IMAS marine science ranked in world’s top 50

IMAS Executive Director Professor Richard Coleman welcomed the latest QS World University Rankings, which rate the University of Tasmania among the top 50 in the world for marine science.

For the first time, the QS Rankings by Subject for 2017 list the University in the top 50 for Earth and Marine Sciences, which cover the bulk of IMAS’s research and teaching activities.

“Since IMAS was established in 2010, the University of Tasmania’s QS ranking in Earth and Marine Sciences has risen from the top 150 to the top 50,” Prof Coleman said.

“This continuing improvement is a clear sign that IMAS is delivering on its goal of providing world class research and education in marine and Antarctic studies.

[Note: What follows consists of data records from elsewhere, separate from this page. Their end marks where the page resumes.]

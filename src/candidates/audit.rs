//! Candidate operation audit logging.

use chrono::Utc;
use rusqlite::params;
use serde::Serialize;
use uuid::Uuid;

use crate::db::Db;
use crate::error::Result;

/// Control operations recorded in `candidate_operations`.
#[derive(Debug, Clone, Copy, PartialEq, Eq)]
pub enum OperationType {
    Accept,
    Reject,
    Unreject,
    Evaluate,
    Sync,
    Prune,
}

impl OperationType {
    pub fn as_str(&self) -> &'static str {
        match self {
            OperationType::Accept => "accept",
            OperationType::Reject => "reject",
            OperationType::Unreject => "unreject",
            OperationType::Evaluate => "evaluate",
            OperationType::Sync => "sync",
            OperationType::Prune => "prune",
        }
    }
}

/// One row of the audit log.
#[derive(Debug, Clone, Serialize)]
pub struct OperationRecord {
    pub operation_id: String,
    pub timestamp: String,
    pub operation_type: String,
    pub relation_id: String,
    pub actor: String,
    pub success: bool,
    pub error_message: Option<String>,
    pub metadata_json: Option<String>,
}

/// Log a candidate operation to the audit table.
///
/// Returns the generated operation_id (UUID).
pub async fn log_operation(
    db: &Db,
    operation_type: OperationType,
    relation_id: &str,
    actor: &str,
    success: bool,
    error_message: Option<&str>,
    metadata: Option<serde_json::Value>,
) -> Result<String> {
    let operation_id = Uuid::new_v4().to_string();
    let timestamp = Utc::now().to_rfc3339();

    let op_type = operation_type.as_str();
    let id = relation_id.to_string();
    let actor = actor.to_string();
    let err = error_message.map(String::from);
    let meta = metadata.map(|m| m.to_string());
    let op_id = operation_id.clone();

    db.with_connection(move |conn| {
        conn.execute(
            r#"
            INSERT INTO candidate_operations (
                operation_id, timestamp, operation_type, relation_id,
                actor, success, error_message, metadata_json
            ) VALUES (?1, ?2, ?3, ?4, ?5, ?6, ?7, ?8)
            "#,
            params![op_id, timestamp, op_type, id, actor, success, err, meta],
        )?;
        Ok(())
    })
    .await?;

    Ok(operation_id)
}

/// Most recent operations for one candidate, newest first.
pub async fn recent_operations(db: &Db, relation_id: &str, limit: usize) -> Result<Vec<OperationRecord>> {
    let id = relation_id.to_string();
    db.with_connection(move |conn| {
        let mut stmt = conn.prepare(
            r#"
            SELECT operation_id, timestamp, operation_type, relation_id,
                   actor, success, error_message, metadata_json
            FROM candidate_operations
            WHERE relation_id = ?1
            ORDER BY timestamp DESC, rowid DESC
            LIMIT ?2
            "#,
        )?;
        let records = stmt
            .query_map(params![id, limit as i64], |row| {
                Ok(OperationRecord {
                    operation_id: row.get(0)?,
                    timestamp: row.get(1)?,
                    operation_type: row.get(2)?,
                    relation_id: row.get(3)?,
                    actor: row.get(4)?,
                    success: row.get(5)?,
                    error_message: row.get(6)?,
                    metadata_json: row.get(7)?,
                })
            })?
            .collect::<std::result::Result<Vec<_>, rusqlite::Error>>()?;
        Ok(records)
    })
    .await
}

#[cfg(test)]
mod tests {
    use super::*;
    use crate::testing::temp_db;

    #[tokio::test]
    async fn test_log_and_read_back() {
        let (db, _temp) = temp_db().await;

        let id = log_operation(
            &db,
            OperationType::Accept,
            "r1",
            "operator",
            true,
            None,
            Some(serde_json::json!({"manual": true})),
        )
        .await
        .unwrap();
        assert_eq!(id.len(), 36);

        log_operation(&db, OperationType::Sync, "r1", "operator", false, Some("store down"), None)
            .await
            .unwrap();
        log_operation(&db, OperationType::Reject, "r2", "operator", true, None, None)
            .await
            .unwrap();

        let records = recent_operations(&db, "r1", 10).await.unwrap();
        assert_eq!(records.len(), 2);
        assert_eq!(records[0].operation_type, "sync");
        assert!(!records[0].success);
        assert_eq!(records[0].error_message.as_deref(), Some("store down"));
        assert_eq!(records[1].operation_type, "accept");
        assert!(records[1].metadata_json.as_deref().unwrap().contains("manual"));
    }

    #[tokio::test]
    async fn test_limit() {
        let (db, _temp) = temp_db().await;
        for _ in 0..5 {
            log_operation(&db, OperationType::Evaluate, "r1", "evaluation", true, None, None)
                .await
                .unwrap();
        }
        assert_eq!(recent_operations(&db, "r1", 3).await.unwrap().len(), 3);
    }
}
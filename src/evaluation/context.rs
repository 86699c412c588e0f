use std::collections::BTreeSet;
use std::sync::Arc;

use crate::cache::PropertyStatsCache;
use crate::candidates::{CandidateManager, RelationCandidate};
use crate::error::Result;
use crate::graph::GraphStore;
use crate::oracle::{EvaluationContext, PropertyCoverage, SiblingSummary};

/// Gathers what the oracle is shown about a candidate: live matching values,
/// sibling candidates between the same types and property coverage.
pub struct ContextBuilder {
    manager: Arc<CandidateManager>,
    graph: Arc<dyn GraphStore>,
    stats: Arc<PropertyStatsCache>,
    sibling_limit: usize,
    example_value_limit: usize,
}

impl ContextBuilder {
    pub fn new(
        manager: Arc<CandidateManager>,
        graph: Arc<dyn GraphStore>,
        stats: Arc<PropertyStatsCache>,
        sibling_limit: usize,
        example_value_limit: usize,
    ) -> Self {
        Self {
            manager,
            graph,
            stats,
            sibling_limit,
            example_value_limit,
        }
    }

    pub async fn build(&self, candidate: &RelationCandidate) -> Result<EvaluationContext> {
        let heuristic = &candidate.heuristic;
        let matching = heuristic.matching_properties();

        // Composite candidates name several A properties; filter on the first.
        let filter_property = matching
            .keys()
            .next()
            .cloned()
            .unwrap_or_else(|| heuristic.entity_a_property.clone());
        let matching_values = if self.example_value_limit == 0 {
            Vec::new()
        } else {
            self.graph
                .get_values_of_matching_property(
                    &heuristic.entity_a_type,
                    &filter_property,
                    &heuristic.entity_b_type,
                    &matching,
                    self.example_value_limit,
                )
                .await?
        };

        let siblings = self
            .manager
            .fetch_siblings(
                &heuristic.entity_a_type,
                &heuristic.entity_b_type,
                &candidate.relation_id,
                self.sibling_limit,
            )
            .await?
            .into_iter()
            .map(|sibling| SiblingSummary {
                entity_a_property: sibling.heuristic.entity_a_property.clone(),
                entity_b_idkey_property: sibling.heuristic.entity_b_idkey_property.clone(),
                count: sibling.heuristic.count,
                deep_match_quality: sibling.heuristic.deep_match_quality,
                relation_name: sibling.evaluation.as_ref().map(|_| sibling.relation_name()),
                relation_confidence: sibling.evaluation.as_ref().and_then(|e| e.relation_confidence),
            })
            .collect();

        let mut properties = BTreeSet::new();
        for (a_prop, b_prop) in &matching {
            properties.insert((heuristic.entity_a_type.clone(), a_prop.clone()));
            properties.insert((heuristic.entity_b_type.clone(), b_prop.clone()));
        }
        let mut coverage = Vec::with_capacity(properties.len());
        for (entity_type, property) in properties {
            let stats = self.stats.get(&entity_type, &property).await?;
            coverage.push(PropertyCoverage {
                entity_type,
                property,
                stats,
            });
        }

        Ok(EvaluationContext {
            relation_id: candidate.relation_id.clone(),
            entity_a_type: heuristic.entity_a_type.clone(),
            entity_a_property: heuristic.entity_a_property.clone(),
            entity_b_type: heuristic.entity_b_type.clone(),
            entity_b_idkey_property: heuristic.entity_b_idkey_property.clone(),
            is_entity_b_idkey_composite: heuristic.is_entity_b_idkey_composite,
            property_mappings: heuristic.property_mappings.clone(),
            match_count: heuristic.count,
            deep_match_quality: heuristic.deep_match_quality,
            example_matches: heuristic.example_matches.clone(),
            matching_values,
            siblings,
            coverage,
        })
    }
}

“This result is no flash in the pan and follows the Australian Research Council’s 2015 Excellence in Research for Australia (ERA) ratings, which listed the University as being well above world standard across all of IMAS’s research areas.”

Prof Coleman said IMAS offers two undergraduate degrees covering marine science, a Bachelor of Marine & Antarctic Science and a Bachelor of Applied Science (marine environment), and is home to world leading researchers across interdisciplinary areas of marine science – physical, chemical and biological oceanography, marine geoscience, marine ecology, fisheries and aquaculture, and marine law and governance.

“2017’s strong performance in the QS Rankings is testament to the extraordinary quality and hard work of IMAS’s staff and students and I congratulate them on this achievement.

“Tasmania has obvious natural advantages when it comes to marine science, with long-established expertise in marine, fisheries and aquaculture research, a critical mass of high-quality scientific research organisations, and a leading position as a gateway to the Southern Ocean and Antarctica.

“We will continue to work hard to build on these advantages and to cement IMAS and the University of Tasmania as a destination of choice for world-class researchers and students in marine science,” Prof Coleman said.